He walked to the doors. He was getting the soaker he’d wished for and could stand there, watch the earth drink in the rain.

“She was always sad.” He reached inside, beyond his anger and found the pity. “I could see it even when I was a kid, and she’d be in my room, singing. Sad and lost. Still I felt safe with her, the way you do when you’re with someone you know cares about you. She cared, on some level, for me, for my brothers. I guess that has to count for something.”

“She still cares, I feel that. She just gets confused. Harper, I can’t remember.”

She lowered the cup, and emotion swam into her eyes. “Not like I could the other times it happened. I could see, at least a part of me could. I don’t know how to explain. But this time, it’s mixed up, and I can’t see. Not all of it. Why was she going into the ballroom? What did she do there?”

He wanted to tell her to relax, not to think. But how could she? Instead he came back, sat by her. “You went to the carriage house. You must have. The door was open, and I could see where you’d walked back to the kitchen. The floor was wet.”

“That’s where she went that night, the night she died here. She had to have died here that night. Nothing else makes sense. We saw her that time, you and me. Standing out on the terrace, wet and muddy. She had a rope.”

“There could’ve been rope in the carriage house. Probably was.”

“Why would she need a rope to get the baby? To tie up the nursemaid?”

“I don’t think that’s why she wanted rope.”

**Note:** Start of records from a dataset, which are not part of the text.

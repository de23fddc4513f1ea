//! Token endpoint calls and authorization URL construction.

use std::time::Duration;

use chrono::Utc;
use rand::{distributions::Alphanumeric, Rng};
use reqwest::{Client, Url};
use serde::Deserialize;
use tracing::debug;

use super::credential::{Credential, TokenResponse};
use super::secrets::ClientSecrets;
use super::AuthError;

/// HTTP request timeout in seconds.
const REQUEST_TIMEOUT_SECS: u64 = 30;

/// Length of the random `state` parameter
const STATE_LENGTH: usize = 30;

#[derive(Debug, Deserialize)]
struct TokenErrorResponse {
    error: String,
    #[serde(default)]
    error_description: Option<String>,
}

/// Random value echoed back by the authorization server to tie the
/// callback to this request.
pub fn random_state() -> String {
    rand::thread_rng()
        .sample_iter(&Alphanumeric)
        .take(STATE_LENGTH)
        .map(char::from)
        .collect()
}

/// Build the consent URL for the installed-app flow. Offline access is
/// requested so the grant comes with a refresh token.
pub fn authorization_url(
    secrets: &ClientSecrets,
    redirect_uri: &str,
    scopes: &[String],
    state: &str,
) -> Result<Url, AuthError> {
    let scope = scopes.join(" ");
    Url::parse_with_params(
        &secrets.auth_uri,
        &[
            ("response_type", "code"),
            ("client_id", secrets.client_id.as_str()),
            ("redirect_uri", redirect_uri),
            ("scope", scope.as_str()),
            ("state", state),
            ("access_type", "offline"),
            ("prompt", "consent"),
        ],
    )
    .map_err(|e| AuthError::InvalidAuthUri(format!("{} ({})", secrets.auth_uri, e)))
}

/// Client for the OAuth2 token endpoint.
#[derive(Clone)]
pub struct OAuthClient {
    http: Client,
}

impl OAuthClient {
    pub fn new() -> Result<Self, AuthError> {
        let http = Client::builder()
            .timeout(Duration::from_secs(REQUEST_TIMEOUT_SECS))
            .build()?;
        Ok(Self { http })
    }

    async fn token_request(&self, token_uri: &str, form: &[(&str, &str)]) -> Result<TokenResponse, AuthError> {
        let response = self.http.post(token_uri).form(form).send().await?;
        let status = response.status();
        let body = response.text().await?;

        if !status.is_success() {
            let message = match serde_json::from_str::<TokenErrorResponse>(&body) {
                Ok(err) => match err.error_description {
                    Some(description) => format!("{}: {}", err.error, description),
                    None => err.error,
                },
                Err(_) => format!("status {}", status),
            };
            return Err(AuthError::TokenEndpoint(message));
        }

        serde_json::from_str(&body)
            .map_err(|e| AuthError::TokenEndpoint(format!("unparsable token response: {}", e)))
    }

    /// Exchange the refresh token for a new access token, updating `credential` in place.
    pub async fn refresh(&self, credential: &mut Credential) -> Result<(), AuthError> {
        let refresh_token = credential
            .refresh_token
            .clone()
            .ok_or_else(|| AuthError::TokenEndpoint("credential has no refresh token".to_string()))?;

        let response = self
            .token_request(
                &credential.token_uri,
                &[
                    ("grant_type", "refresh_token"),
                    ("refresh_token", refresh_token.as_str()),
                    ("client_id", credential.client_id.as_str()),
                    ("client_secret", credential.client_secret.as_str()),
                ],
            )
            .await?;

        debug!(expires_in = ?response.expires_in, "Access token refreshed");
        credential.apply_token_response(response, Utc::now());
        Ok(())
    }

    /// Trade an authorization code for a new credential.
    pub async fn exchange_code(
        &self,
        secrets: &ClientSecrets,
        code: &str,
        redirect_uri: &str,
        scopes: &[String],
    ) -> Result<Credential, AuthError> {
        let response = self
            .token_request(
                &secrets.token_uri,
                &[
                    ("grant_type", "authorization_code"),
                    ("code", code),
                    ("redirect_uri", redirect_uri),
                    ("client_id", secrets.client_id.as_str()),
                    ("client_secret", secrets.client_secret.as_str()),
                ],
            )
            .await?;

        let mut credential = Credential {
            token: None,
            refresh_token: None,
            token_uri: secrets.token_uri.clone(),
            client_id: secrets.client_id.clone(),
            client_secret: secrets.client_secret.clone(),
            scopes: scopes.to_vec(),
            expiry: None,
        };
        credential.apply_token_response(response, Utc::now());
        Ok(credential)
    }
}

“She had that sickle thing, too.” Bright and gleaming, she remembered. Sharp. “Maybe she was going to kill anyone who tried to stop her. But the rope. What would she do with rope besides tie somebody up?”

Her eyes widened and she set the cup down with a rattle when she read the look in his eyes.

“Oh my God. To kill herself? To hang herself, is that what you’re thinking? But why? Why would she come all the way out here? Why would she drag herself through the rain, and hang herself in the ballroom?”

“The nursery was on the third floor back then.”

What little color had come back into her cheeks drained again. “The nursery.”

No, she thought as the image played in her mind, she might never be truly warm again.

ON HER DAYS off, Hayley was used to the hours flying by. The time was so crowded with chores—shopping, laundry, organizing what had gotten disorganized during workdays, caring for Lily and the myriad tasks that turned up—she barely remembered what it was like to have what those who didn’t have full-time jobs and a toddler called free time.

Who knew she liked it that way?

Finding herself with time on her hands left her feeling broody and restless. But when the boss ordered you to take the day off, there was no arguing. At least not when the boss was Rosalind Harper.

She’d been banished to Stella’s house for the day without even Lily as a distraction. She’d been told to rest, and she’d tried. Really she had. But her usual delight in reading didn’t satisfy her; the stack of DVDs Stella had handed her didn’t entertain, and the quiet, empty house kept her counting the minutes rather than lulling her into a nap.

She passed some of the time roaming the rooms, rooms she’d helped paint. Stella and Logan had turned it into a home, mixing Stella’s flair for detail and style with Logan’s sense of space. And the boys, of course, she thought as she paused outside of the room Gavin and Luke shared with its bunk beds and shelves loaded with comic books and trucks. It was a home created with children in mind, lots of light and color, the big yard that bumped right up to kiss the woods. Even with the elegance of gardens—and how could the landscaping be anything but beautiful here—it was a yard where kids and a dog could romp around.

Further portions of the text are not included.